Ndlovu is capable of playing the role of solo forward though, as was shown by his deft chip against Wrexham in their 3-1 loss at the Racecourse. Ndlovu is a seasoned striker, and he played a similar role in a Brackley side that conceded just 23 goals last season. Ndlovu’s off the ball work is often overlooked, but it is his work rate and overall play which allows him to be the spearhead for sides like Brackley and Boreham Wood. He is also a potent finisher when given the chance. He has scored 24% of Boreham Wood’s goals this season, having scored 24.5% of Brackley’s ;ast season. He is clearly an integral part of the way Boreham Wood play, and he is their main goal threat come Sunday.
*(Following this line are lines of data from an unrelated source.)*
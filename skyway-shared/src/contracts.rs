//! Integration events exchanged between services.

use chrono::{DateTime, Utc};
use serde::{Deserialize, Serialize};
use skyway_core::IntegrationEvent;

#[derive(Debug, Clone, PartialEq, Serialize, Deserialize)]
#[serde(rename_all = "camelCase")]
pub struct FlightCreated {
    pub id: i64,
    pub flight_number: String,
    pub price: f64,
    pub flight_status: String,
    pub flight_date: DateTime<Utc>,
    pub departure_date: DateTime<Utc>,
    pub departure_airport_id: i64,
    pub aircraft_id: i64,
    pub arrive_date: DateTime<Utc>,
    pub arrive_airport_id: i64,
    pub duration_minutes: i32,
}

impl IntegrationEvent for FlightCreated {
    const TOPIC: &'static str = "flight.created";

    fn key(&self) -> String {
        self.id.to_string()
    }
}

#[derive(Debug, Clone, PartialEq, Eq, Serialize, Deserialize)]
#[serde(rename_all = "camelCase")]
pub struct UserCreated {
    pub id: i64,
    pub name: String,
    pub passport_number: String,
}

impl IntegrationEvent for UserCreated {
    const TOPIC: &'static str = "identity.user_created";

    fn key(&self) -> String {
        self.id.to_string()
    }
}

#[cfg(test)]
mod tests {
    use super::*;
    use skyway_core::EventEnvelope;

    #[test]
    fn test_user_created_wire_format() {
        let event = UserCreated {
            id: 3,
            name: "Ada".into(),
            passport_number: "X1234567".into(),
        };
        let envelope = EventEnvelope::wrap(&event).unwrap();
        assert_eq!(envelope.topic, "identity.user_created");
        assert_eq!(envelope.payload["passportNumber"], "X1234567");
    }
}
The other main goal threat Boreham Wood possess are set pieces. They have players, such as Brunt, who possess good deliveries, making them a threat from both free kicks and corners. The biggest danger from set pieces though is their throw ins, which can provide a variety of different problems. Firstly, they have two types of throw. They have a long throw which goes down the line, where the wide centre back on either side looks to gain as many yards as possible down these wide zones. They pack their team into the lateral zones, looking to overwhelm and overpower their opponents in such a tight space. Crucially, they steal hard yards, and are able either to fashion a chance at the back post with a quick switch, or set up their second type of throw.
Chris Bush, a man who has taken points at Meadow Lane with 2 different sides this season, possesses one of the longest, flattest throws in the National League. It is a real weapon, one Garrard looks to exploit as much as possible. Just as Notts had to contend with against Wrexham, an aerial bombardment in the 6 yard box could be possible, made even more threatening due to the height Boreham Wood possess. This may influence Luke Williams’ decision as to who he fields to the right of the back 3. It will be intriguing to see whether he favours the height of Rawlinson, as he did against Wrexham, or whether he opts for the pace of Brindley, which could be crucial when employing the high line.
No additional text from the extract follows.